The Capitol Attack Held Up a Mirror to the Nation | Sojourners

The Capitol Attack Held Up a Mirror to the Nation

A year after Jan. 6, we must reckon with what the country has become since its founding.
A collage of images of the Jan. 6 attack, the Ku Klux Klan, and school segregationists.
Illustration by Máximo Tuja

This article is adapted from Fortune: How Race Broke My Family and the World—And How to Repair It All (Brazos Press, a division of Baker's Publishing Group, Feb. 2022, used by permission).

ONE MONTH AFTER thousands of white nationalist men and women stormed the U.S. Capitol while attempting a coup d’état under Trump flags—resulting in the deaths of five people and assaults on 140 police officers—former President Trump’s second impeachment trial began. In the opening arguments, House impeachment managers rolled the tape, illuminating the truth of the horrors of Jan. 6, 2021.

The evidence presented for impeaching Trump was overwhelming, though many leading GOP members turned their eyes, busied themselves, and refused to reckon with reality. House Democrats voted unanimously for impeachment, and 10 Republicans joined them, making it the most bipartisan vote of its kind in U.S. history. While 57 senators found Trump guilty of “incitement of insurrection,” Trump was acquitted—even though the majority of senators found him guilty of leading a coup against the United States.

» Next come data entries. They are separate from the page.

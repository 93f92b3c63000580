use orb::OrbConfig;

/// Anti-aliasing policy for the render pipeline.
#[derive(Debug, Clone, Copy, PartialEq, Eq)]
pub enum Antialiasing {
    /// Pick the highest sample count supported by the surface format.
    Auto,
    /// Disable MSAA and render directly into the swapchain.
    Off,
    /// Request a specific MSAA sample count (clamped to what the device supports).
    Samples(u32),
}

impl Default for Antialiasing {
    fn default() -> Self {
        Self::Auto
    }
}

/// Immutable configuration passed to the renderer at start-up.
///
/// `RendererConfig` mirrors CLI flags: the initial window size, how the
/// swapchain is multisampled, and the orb parameters handed to the
/// component.
#[derive(Debug, Clone)]
pub struct RendererConfig {
    /// Initial window size in logical pixels.
    pub window_size: (u32, u32),
    /// Window title.
    pub title: String,
    /// Anti-aliasing mode requested by the caller.
    pub antialiasing: Antialiasing,
    /// Look and behaviour of the orb itself.
    pub orb: OrbConfig,
}

impl Default for RendererConfig {
    /// Provides a 720p window with the stock orb.
    fn default() -> Self {
        Self {
            window_size: (1280, 720),
            title: "Nixate Orb".to_string(),
            antialiasing: Antialiasing::default(),
            orb: OrbConfig::default(),
        }
    }
}
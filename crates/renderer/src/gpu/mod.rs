//! wgpu backend for the orb.
//!
//! - `context` owns surface/adapter/device wiring and picks the swapchain
//!   format, alpha mode, and MSAA sample count.
//! - `pipeline` builds the single WGSL render pipeline with a depth buffer.
//! - `mesh` uploads the tessellated sphere once.
//! - `uniforms` packs [`orb::FrameParams`] into the shader's uniform block.
//! - `state` glues everything together as an [`orb::RenderSurface`] and
//!   provides the matching [`orb::SurfaceFactory`].

mod context;
mod mesh;
mod pipeline;
mod state;
mod uniforms;

pub use state::{GpuState, WgpuSurfaceFactory};
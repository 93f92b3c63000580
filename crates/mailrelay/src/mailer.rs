use async_trait::async_trait;
use tracing::debug;

use crate::config::RelayConfig;
use crate::error::DeliveryError;
use crate::message::OutboundEmail;

/// Outbound mail transport.
#[async_trait]
pub trait Mailer: Send + Sync {
    async fn send(&self, email: &OutboundEmail) -> Result<(), DeliveryError>;
}

/// Posts each message as JSON to an HTTP mail submission API, authenticating
/// with the operator address and app secret.
pub struct HttpMailer {
    http: reqwest::Client,
    config: RelayConfig,
}

impl HttpMailer {
    pub fn new(config: RelayConfig) -> Self {
        Self {
            http: reqwest::Client::new(),
            config,
        }
    }
}

#[async_trait]
impl Mailer for HttpMailer {
    async fn send(&self, email: &OutboundEmail) -> Result<(), DeliveryError> {
        debug!(to = %email.to, subject = %email.subject, "mail API request");

        let response = self
            .http
            .post(&self.config.api_url)
            .basic_auth(&self.config.operator_address, Some(&self.config.app_secret))
            .json(email)
            .send()
            .await
            .map_err(|e| DeliveryError::Transport(e.to_string()))?;

        let status = response.status();
        if !status.is_success() {
            let text = response.text().await.unwrap_or_default();
            let text = text.chars().take(200).collect::<String>();
            return Err(DeliveryError::Rejected(format!("HTTP {status}: {text}")));
        }
        Ok(())
    }
}
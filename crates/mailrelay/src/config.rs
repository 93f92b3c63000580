use std::fmt;

use crate::message::Letterhead;

pub const ENV_USER: &str = "EMAIL_USER";
pub const ENV_PASS: &str = "EMAIL_PASS";
pub const ENV_API_URL: &str = "MAIL_API_URL";
pub const ENV_SIGNATURE: &str = "EMAIL_SIGNATURE";

/// Local submission endpoint of a mail relay sidecar.
pub const DEFAULT_API_URL: &str = "http://127.0.0.1:8025/api/v1/send";
pub const DEFAULT_SIGNATURE: &str = "Nixate Studio";

#[derive(Debug, Clone, PartialEq, Eq, thiserror::Error)]
pub enum RelayConfigError {
    #[error("environment variable {0} is not set")]
    Missing(&'static str),
}

/// Operator mailbox credentials and provider endpoint.
#[derive(Clone, PartialEq, Eq)]
pub struct RelayConfig {
    pub operator_address: String,
    pub app_secret: String,
    pub api_url: String,
    pub signature: String,
}

impl RelayConfig {
    pub fn from_env() -> Result<Self, RelayConfigError> {
        Self::from_lookup(|key| std::env::var(key).ok())
    }

    /// Builds the config from any key lookup; blank values count as unset.
    pub fn from_lookup<F>(lookup: F) -> Result<Self, RelayConfigError>
    where
        F: Fn(&str) -> Option<String>,
    {
        let get = |key: &str| lookup(key).filter(|value| !value.trim().is_empty());
        Ok(Self {
            operator_address: get(ENV_USER).ok_or(RelayConfigError::Missing(ENV_USER))?,
            app_secret: get(ENV_PASS).ok_or(RelayConfigError::Missing(ENV_PASS))?,
            api_url: get(ENV_API_URL).unwrap_or_else(|| DEFAULT_API_URL.to_string()),
            signature: get(ENV_SIGNATURE).unwrap_or_else(|| DEFAULT_SIGNATURE.to_string()),
        })
    }

    pub fn letterhead(&self) -> Letterhead {
        Letterhead {
            operator_address: self.operator_address.clone(),
            signature: self.signature.clone(),
        }
    }
}

impl fmt::Debug for RelayConfig {
    fn fmt(&self, f: &mut fmt::Formatter<'_>) -> fmt::Result {
        f.debug_struct("RelayConfig")
            .field("operator_address", &self.operator_address)
            .field("app_secret", &"<redacted>")
            .field("api_url", &self.api_url)
            .field("signature", &self.signature)
            .finish()
    }
}
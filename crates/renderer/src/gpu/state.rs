use std::sync::Arc;
use std::time::{Duration, Instant};

use anyhow::Result;
use orb::{
    ContainerHandle, FrameParams, OrbError, RenderSurface, RenderTarget, SceneSetup,
    SurfaceFactory,
};
use tracing::{debug, warn};
use winit::dpi::PhysicalSize;
use winit::window::Window;

use crate::types::Antialiasing;

use super::context::GpuContext;
use super::mesh::MeshBuffers;
use super::pipeline::{OrbPipeline, DEPTH_FORMAT};
use super::uniforms::{OrbUniforms, UNIFORM_SIZE};

/// Clear to transparent so the page (or desktop) shows around the orb.
const CLEAR_COLOR: wgpu::Color = wgpu::Color::TRANSPARENT;

struct AttachmentTarget {
    _texture: wgpu::Texture,
    view: wgpu::TextureView,
}

impl AttachmentTarget {
    fn new(
        device: &wgpu::Device,
        label: &str,
        format: wgpu::TextureFormat,
        size: PhysicalSize<u32>,
        sample_count: u32,
    ) -> Self {
        let extent = wgpu::Extent3d {
            width: size.width.max(1),
            height: size.height.max(1),
            depth_or_array_layers: 1,
        };
        let texture = device.create_texture(&wgpu::TextureDescriptor {
            label: Some(label),
            size: extent,
            mip_level_count: 1,
            sample_count,
            dimension: wgpu::TextureDimension::D2,
            format,
            usage: wgpu::TextureUsages::RENDER_ATTACHMENT,
            view_formats: &[],
        });
        let view = texture.create_view(&wgpu::TextureViewDescriptor::default());
        Self {
            _texture: texture,
            view,
        }
    }
}

/// wgpu-backed [`RenderSurface`] for one orb.
pub struct GpuState {
    context: GpuContext,
    pipeline: OrbPipeline,
    mesh: MeshBuffers,
    uniform_buffer: wgpu::Buffer,
    uniform_bind_group: wgpu::BindGroup,
    multisample_target: Option<AttachmentTarget>,
    depth_target: AttachmentTarget,
    last_stats_update: Instant,
    frames_since_stats: u32,
}

impl GpuState {
    pub(crate) fn new(
        instance: &wgpu::Instance,
        window: Arc<Window>,
        setup: &SceneSetup<'_>,
        antialiasing: Antialiasing,
    ) -> Result<Self> {
        let (width, height) = setup.target.physical(setup.pixel_ratio);
        let context = GpuContext::new(
            instance,
            window,
            PhysicalSize::new(width, height),
            antialiasing,
        )?;

        let pipeline = OrbPipeline::new(
            &context.device,
            context.surface_format,
            context.sample_count,
        );
        let mesh = MeshBuffers::upload(&context.device, setup.mesh);

        let uniform_buffer = context.device.create_buffer(&wgpu::BufferDescriptor {
            label: Some("orb uniform buffer"),
            size: UNIFORM_SIZE,
            usage: wgpu::BufferUsages::UNIFORM | wgpu::BufferUsages::COPY_DST,
            mapped_at_creation: false,
        });
        let uniform_bind_group = context
            .device
            .create_bind_group(&wgpu::BindGroupDescriptor {
                label: Some("orb uniform bind group"),
                layout: &pipeline.uniform_layout,
                entries: &[wgpu::BindGroupEntry {
                    binding: 0,
                    resource: uniform_buffer.as_entire_binding(),
                }],
            });

        let (multisample_target, depth_target) = Self::attachments(&context);

        debug!(
            vertices = setup.mesh.vertex_count(),
            triangles = setup.mesh.triangle_count(),
            width = context.size.width,
            height = context.size.height,
            sample_count = context.sample_count,
            "orb surface created"
        );

        Ok(Self {
            context,
            pipeline,
            mesh,
            uniform_buffer,
            uniform_bind_group,
            multisample_target,
            depth_target,
            last_stats_update: Instant::now(),
            frames_since_stats: 0,
        })
    }

    fn attachments(context: &GpuContext) -> (Option<AttachmentTarget>, AttachmentTarget) {
        let multisample = (context.sample_count > 1).then(|| {
            AttachmentTarget::new(
                &context.device,
                "msaa color target",
                context.surface_format,
                context.size,
                context.sample_count,
            )
        });
        let depth = AttachmentTarget::new(
            &context.device,
            "depth target",
            DEPTH_FORMAT,
            context.size,
            context.sample_count,
        );
        (multisample, depth)
    }

    /// Reconfigures the swapchain at its current size after `Lost`/`Outdated`.
    pub(crate) fn recover(&mut self) {
        self.context.reconfigure();
    }

    fn record_stats(&mut self) {
        self.frames_since_stats += 1;
        let now = Instant::now();
        let elapsed = now.saturating_duration_since(self.last_stats_update);
        if elapsed >= Duration::from_secs(1) {
            let fps = self.frames_since_stats as f32 / elapsed.as_secs_f32();
            debug!(fps = fps.round(), "render stats");
            self.frames_since_stats = 0;
            self.last_stats_update = now;
        }
    }
}

impl RenderSurface for GpuState {
    type Error = wgpu::SurfaceError;

    fn resize(&mut self, target: RenderTarget, pixel_ratio: f32) {
        let (width, height) = target.physical(pixel_ratio);
        let max_dimension = self.context.device.limits().max_texture_dimension_2d;
        let size = PhysicalSize::new(
            width.clamp(1, max_dimension),
            height.clamp(1, max_dimension),
        );
        if size == self.context.size {
            return;
        }
        self.context.resize(size);
        let (multisample_target, depth_target) = Self::attachments(&self.context);
        self.multisample_target = multisample_target;
        self.depth_target = depth_target;
    }

    fn render(&mut self, frame: &FrameParams) -> Result<(), Self::Error> {
        let acquire_start = Instant::now();
        let surface_texture = self.context.surface.get_current_texture()?;
        let acquire = acquire_start.elapsed();
        if acquire > Duration::from_millis(50) {
            warn!("acquiring frame took {}ms", acquire.as_millis());
        }

        let uniforms = OrbUniforms::from_frame(frame);
        self.context
            .queue
            .write_buffer(&self.uniform_buffer, 0, bytemuck::bytes_of(&uniforms));

        let view = surface_texture
            .texture
            .create_view(&wgpu::TextureViewDescriptor::default());
        let mut encoder =
            self.context
                .device
                .create_command_encoder(&wgpu::CommandEncoderDescriptor {
                    label: Some("orb encoder"),
                });

        {
            let (attachment_view, resolve_target) =
                if let Some(msaa) = self.multisample_target.as_ref() {
                    (&msaa.view, Some(&view))
                } else {
                    (&view, None)
                };
            let mut render_pass = encoder.begin_render_pass(&wgpu::RenderPassDescriptor {
                label: Some("orb pass"),
                color_attachments: &[Some(wgpu::RenderPassColorAttachment {
                    view: attachment_view,
                    depth_slice: None,
                    resolve_target,
                    ops: wgpu::Operations {
                        load: wgpu::LoadOp::Clear(CLEAR_COLOR),
                        store: wgpu::StoreOp::Store,
                    },
                })],
                depth_stencil_attachment: Some(wgpu::RenderPassDepthStencilAttachment {
                    view: &self.depth_target.view,
                    depth_ops: Some(wgpu::Operations {
                        load: wgpu::LoadOp::Clear(1.0),
                        store: wgpu::StoreOp::Discard,
                    }),
                    stencil_ops: None,
                }),
                occlusion_query_set: None,
                timestamp_writes: None,
            });
            render_pass.set_pipeline(&self.pipeline.pipeline);
            render_pass.set_bind_group(0, &self.uniform_bind_group, &[]);
            render_pass.set_vertex_buffer(0, self.mesh.vertices.slice(..));
            render_pass.set_index_buffer(self.mesh.indices.slice(..), wgpu::IndexFormat::Uint32);
            render_pass.draw_indexed(0..self.mesh.index_count, 0, 0..1);
        }

        self.context.queue.submit(std::iter::once(encoder.finish()));
        surface_texture.present();
        self.record_stats();
        Ok(())
    }
}

/// Builds [`GpuState`] surfaces on a winit window.
pub struct WgpuSurfaceFactory {
    instance: wgpu::Instance,
    window: Arc<Window>,
    antialiasing: Antialiasing,
}

impl WgpuSurfaceFactory {
    pub fn new(window: Arc<Window>, antialiasing: Antialiasing) -> Self {
        let instance = wgpu::Instance::new(&wgpu::InstanceDescriptor {
            backends: wgpu::Backends::all(),
            flags: wgpu::InstanceFlags::default(),
            memory_budget_thresholds: wgpu::MemoryBudgetThresholds::default(),
            backend_options: wgpu::BackendOptions::default(),
        });
        Self {
            instance,
            window,
            antialiasing,
        }
    }
}

impl SurfaceFactory for WgpuSurfaceFactory {
    type Surface = GpuState;

    fn detect(&mut self) -> Result<(), OrbError> {
        let adapters = self.instance.enumerate_adapters(wgpu::Backends::all());
        if adapters.is_empty() {
            return Err(OrbError::CapabilityMissing(
                "no graphics adapter available".to_string(),
            ));
        }
        debug!(count = adapters.len(), "graphics adapters detected");
        Ok(())
    }

    fn create(
        &mut self,
        container: &ContainerHandle,
        setup: &SceneSetup<'_>,
    ) -> Result<Self::Surface, OrbError> {
        debug!(container = %container.id, "creating wgpu surface");
        GpuState::new(&self.instance, self.window.clone(), setup, self.antialiasing)
            .map_err(|err| OrbError::CapabilityMissing(format!("{err:#}")))
    }
}
use bytemuck::{Pod, Zeroable};
use orb::FrameParams;

/// Per-frame block bound at `@group(0) @binding(0)` in `shader.wgsl`.
///
/// Only `vec4`/`mat4x4` members, so the WGSL uniform layout needs no padding.
#[repr(C)]
#[derive(Clone, Copy, Debug, PartialEq, Pod, Zeroable)]
pub(crate) struct OrbUniforms {
    pub view_proj: [[f32; 4]; 4],
    pub model: [[f32; 4]; 4],
    /// Used for view-space normals.
    pub view: [[f32; 4]; 4],
    /// xyz = eye position in world space.
    pub camera_position: [f32; 4],
    /// rgb = brand colour, a = output alpha.
    pub brand: [f32; 4],
    /// x = shader time, y = amplitude, z = frequency, w = gloss.
    pub params: [f32; 4],
}

pub(crate) const UNIFORM_SIZE: u64 = std::mem::size_of::<OrbUniforms>() as u64;

impl OrbUniforms {
    pub fn from_frame(frame: &FrameParams) -> Self {
        let view_proj = frame.projection * frame.view;
        Self {
            view_proj: view_proj.to_cols_array_2d(),
            model: frame.model.to_cols_array_2d(),
            view: frame.view.to_cols_array_2d(),
            camera_position: frame.camera_position.extend(1.0).to_array(),
            brand: frame.brand.extend(1.0).to_array(),
            params: [
                frame.shader_time,
                frame.wave.amplitude,
                frame.wave.frequency,
                frame.wave.gloss,
            ],
        }
    }
}
use std::sync::Arc;

use anyhow::{Context as AnyhowContext, Result};
use wgpu::TextureFormatFeatureFlags;
use winit::dpi::PhysicalSize;
use winit::window::Window;

use crate::types::Antialiasing;

pub(crate) struct GpuContext {
    pub surface: wgpu::Surface<'static>,
    pub device: wgpu::Device,
    pub queue: wgpu::Queue,
    pub config: wgpu::SurfaceConfiguration,
    pub size: PhysicalSize<u32>,
    pub sample_count: u32,
    pub surface_format: wgpu::TextureFormat,
}

impl GpuContext {
    pub(crate) fn new(
        instance: &wgpu::Instance,
        window: Arc<Window>,
        initial_size: PhysicalSize<u32>,
        antialiasing: Antialiasing,
    ) -> Result<Self> {
        let surface = instance
            .create_surface(window)
            .context("failed to create rendering surface")?;

        let adapter = pollster::block_on(instance.request_adapter(&wgpu::RequestAdapterOptions {
            power_preference: wgpu::PowerPreference::LowPower,
            compatible_surface: Some(&surface),
            force_fallback_adapter: false,
        }))
        .context("failed to find a suitable GPU adapter")?;

        let adapter_info = adapter.get_info();
        let is_software = adapter_info.device_type == wgpu::DeviceType::Cpu;
        tracing::debug!(
            name = %adapter_info.name,
            backend = ?adapter_info.backend,
            device_type = ?adapter_info.device_type,
            is_software,
            "selected GPU adapter"
        );

        let limits = adapter.limits();
        let max_dimension = limits.max_texture_dimension_2d;
        let width = initial_size.width.clamp(1, max_dimension);
        let height = initial_size.height.clamp(1, max_dimension);

        let surface_caps = surface.get_capabilities(&adapter);
        if surface_caps.formats.is_empty() {
            anyhow::bail!("surface reports no supported texture formats");
        }

        // The fragment shader applies its own gamma curve, so prefer a
        // non-sRGB swapchain to avoid encoding twice.
        let surface_format = surface_caps
            .formats
            .iter()
            .copied()
            .find(|format| !format.is_srgb())
            .unwrap_or_else(|| {
                let fallback = surface_caps.formats[0];
                tracing::warn!(
                    ?fallback,
                    "no linear (non-sRGB) surface format available; falling back to {:?}",
                    fallback
                );
                fallback
            });

        let format_features = adapter.get_texture_format_features(surface_format);
        let mut supported_samples = format_features.flags.supported_sample_counts();
        if !supported_samples.contains(&1) {
            supported_samples.push(1);
        }
        supported_samples.sort_unstable();
        supported_samples.dedup();

        let mut sample_count = match antialiasing {
            Antialiasing::Auto => supported_samples
                .iter()
                .copied()
                .filter(|&count| count <= 4)
                .max()
                .unwrap_or(1),
            Antialiasing::Off => 1,
            Antialiasing::Samples(requested) => {
                if supported_samples.contains(&requested) {
                    requested
                } else {
                    let fallback = supported_samples
                        .iter()
                        .copied()
                        .filter(|&count| count <= requested)
                        .max()
                        .unwrap_or(1);
                    tracing::warn!(
                        requested,
                        fallback,
                        ?supported_samples,
                        "requested MSAA sample count not supported; falling back"
                    );
                    fallback
                }
            }
        };

        if sample_count > 1
            && !format_features
                .flags
                .contains(TextureFormatFeatureFlags::MULTISAMPLE_RESOLVE)
        {
            tracing::warn!(
                ?surface_format,
                "surface format does not support MSAA resolve; disabling MSAA"
            );
            sample_count = 1;
        }

        if is_software && sample_count > 1 {
            tracing::warn!(
                sample_count,
                "software rasterizer detected; disabling MSAA for performance"
            );
            sample_count = 1;
        }

        let mut required_features = wgpu::Features::empty();
        if sample_count > 4 {
            required_features |= wgpu::Features::TEXTURE_ADAPTER_SPECIFIC_FORMAT_FEATURES;
        }

        let (device, queue) = pollster::block_on(adapter.request_device(&wgpu::DeviceDescriptor {
            label: Some("orb device"),
            required_features,
            required_limits: wgpu::Limits::downlevel_defaults().using_resolution(limits.clone()),
            memory_hints: wgpu::MemoryHints::MemoryUsage,
            trace: wgpu::Trace::default(),
        }))
        .context("failed to create GPU device")?;

        let present_mode = surface_caps
            .present_modes
            .iter()
            .copied()
            .find(|mode| *mode == wgpu::PresentMode::Fifo)
            .unwrap_or(surface_caps.present_modes[0]);

        // Blend against whatever sits behind the window when the compositor allows it.
        let alpha_mode = [
            wgpu::CompositeAlphaMode::PreMultiplied,
            wgpu::CompositeAlphaMode::PostMultiplied,
        ]
        .into_iter()
        .find(|mode| surface_caps.alpha_modes.contains(mode))
        .unwrap_or(surface_caps.alpha_modes[0]);

        tracing::debug!(?present_mode, ?alpha_mode, sample_count, "configuring surface");

        let config = wgpu::SurfaceConfiguration {
            usage: wgpu::TextureUsages::RENDER_ATTACHMENT,
            format: surface_format,
            width,
            height,
            present_mode,
            alpha_mode,
            view_formats: vec![],
            desired_maximum_frame_latency: 2,
        };
        surface.configure(&device, &config);

        Ok(Self {
            surface,
            device,
            queue,
            config,
            size: PhysicalSize::new(width, height),
            sample_count,
            surface_format,
        })
    }

    pub(crate) fn resize(&mut self, new_size: PhysicalSize<u32>) {
        if new_size.width == 0 || new_size.height == 0 {
            return;
        }

        self.size = new_size;
        self.config.width = new_size.width;
        self.config.height = new_size.height;
        self.surface.configure(&self.device, &self.config);
    }

    /// Reapplies the current configuration after the surface was lost.
    pub(crate) fn reconfigure(&mut self) {
        self.surface.configure(&self.device, &self.config);
    }
}
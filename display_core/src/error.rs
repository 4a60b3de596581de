//! Error types for strict display resolution.

use thiserror::Error;

/// Errors produced by the strict diagnostic resolution mode.
///
/// Normal resolution never fails; it falls back to the documented
/// sentinels instead.
#[derive(Debug, Clone, PartialEq, Eq, Error)]
pub enum DisplayError {
    /// The key an entity resolves through has no configuration entry.
    #[error("no display entry for key `{0}`")]
    UnresolvedColor(String),
}
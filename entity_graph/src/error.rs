//! Error types for graph mutation.

use thiserror::Error;

use crate::entity::EntityId;

/// Errors produced by strict graph mutation.
///
/// All variants are local, recoverable outcomes; the ensure-style
/// operations exist for callers that want the forgiving behavior instead.
#[derive(Debug, Clone, PartialEq, Eq, Error)]
pub enum GraphError {
    /// Strict creation was asked to reuse an existing id.
    #[error("entity `{0}` already exists")]
    DuplicateEntity(EntityId),

    /// An edge names a node that is not in the graph.
    #[error("edge `{edge}` references missing node `{endpoint}`")]
    UnknownEndpoint { edge: EntityId, endpoint: EntityId },
}
//! Render-state views - the boundary the rendering layer consumes.
//!
//! The renderer gets resolved color/visibility (plus a position for nodes)
//! and nothing else; type and tag semantics stop here.

use serde::{Deserialize, Serialize};

use entity_graph::{Edge, Entity, EntityId, Graph, Node, Position};

/// Resolved display state for one node.
#[derive(Debug, Clone, PartialEq, Serialize, Deserialize)]
pub struct NodeRenderState {
    pub color: String,
    pub visible: bool,
    pub position: Position,
}

impl NodeRenderState {
    /// Read the state resolved onto a node; a missing cached position reads
    /// as the origin.
    pub fn of(node: &Node) -> Self {
        Self {
            color: node.color().to_string(),
            visible: node.visible(),
            position: node.position().unwrap_or_default(),
        }
    }
}

/// Resolved display state for one edge.
#[derive(Debug, Clone, PartialEq, Serialize, Deserialize)]
pub struct EdgeRenderState {
    pub color: String,
    pub visible: bool,
}

impl EdgeRenderState {
    pub fn of(edge: &Edge) -> Self {
        Self {
            color: edge.color().to_string(),
            visible: edge.visible(),
        }
    }
}

/// Render states for every node, in insertion order.
pub fn node_render_states(graph: &Graph) -> impl Iterator<Item = (&EntityId, NodeRenderState)> {
    graph.nodes().map(|node| (node.id(), NodeRenderState::of(node)))
}

/// Render states for every edge, in insertion order.
pub fn edge_render_states(graph: &Graph) -> impl Iterator<Item = (&EntityId, EdgeRenderState)> {
    graph.edges().map(|edge| (edge.id(), EdgeRenderState::of(edge)))
}

#[cfg(test)]
mod tests {
    use super::*;
    use crate::config::{DisplayEntry, DisplayMode, RenderingConfig};
    use crate::overlay::apply_to_graph;

    #[test]
    fn test_render_states_reflect_applied_config() {
        let mut graph = Graph::new();
        graph.add_node(Node::new("n1").with_type("Foo")).expect("fresh id");
        graph.add_node(Node::new("n2").with_type("Bar")).expect("fresh id");
        graph.add_edge(Edge::new("e1", "n1", "n2").with_type("rel")).expect("valid edge");

        let mut config = RenderingConfig::new();
        config.node_types.set("Foo", DisplayEntry::new("blue", true));
        config.node_types.set("Bar", DisplayEntry::new("green", false));
        config.edge_types.set("rel", DisplayEntry::new("red", true));
        config.set_position("n1", Position::new(1.0, 1.0, 0.0));
        apply_to_graph(&mut graph, &config, DisplayMode::Type);

        let states: Vec<_> = node_render_states(&graph).collect();
        assert_eq!(states[0].0.as_str(), "n1");
        assert_eq!(states[0].1.color, "blue");
        assert!(states[0].1.visible);
        assert_eq!(states[0].1.position, Position::new(1.0, 1.0, 0.0));
        // n2 has no cached position, so it reads as the origin.
        assert_eq!(states[1].1.position, Position::origin());

        let edge_states: Vec<_> = edge_render_states(&graph).collect();
        assert_eq!(edge_states[0].1.color, "red");
        // Hidden endpoint, hidden edge.
        assert!(!edge_states[0].1.visible);
    }
}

That vote revealed a fundamental malformation in our national governance. It is not new. It has been with us from the beginning—from the days when my ninth-great-grandmother, Fortune, was sentenced to indentured service, even though the Maryland race law that she was born under had been successfully challenged. The law changed after she was born, yet a judge—an arbiter of what is supposed to be true and just in our nation—bent the truth of the law to sentence her to generations of powerlessness, exploitation, and rape that she (and we) should not have had to endure.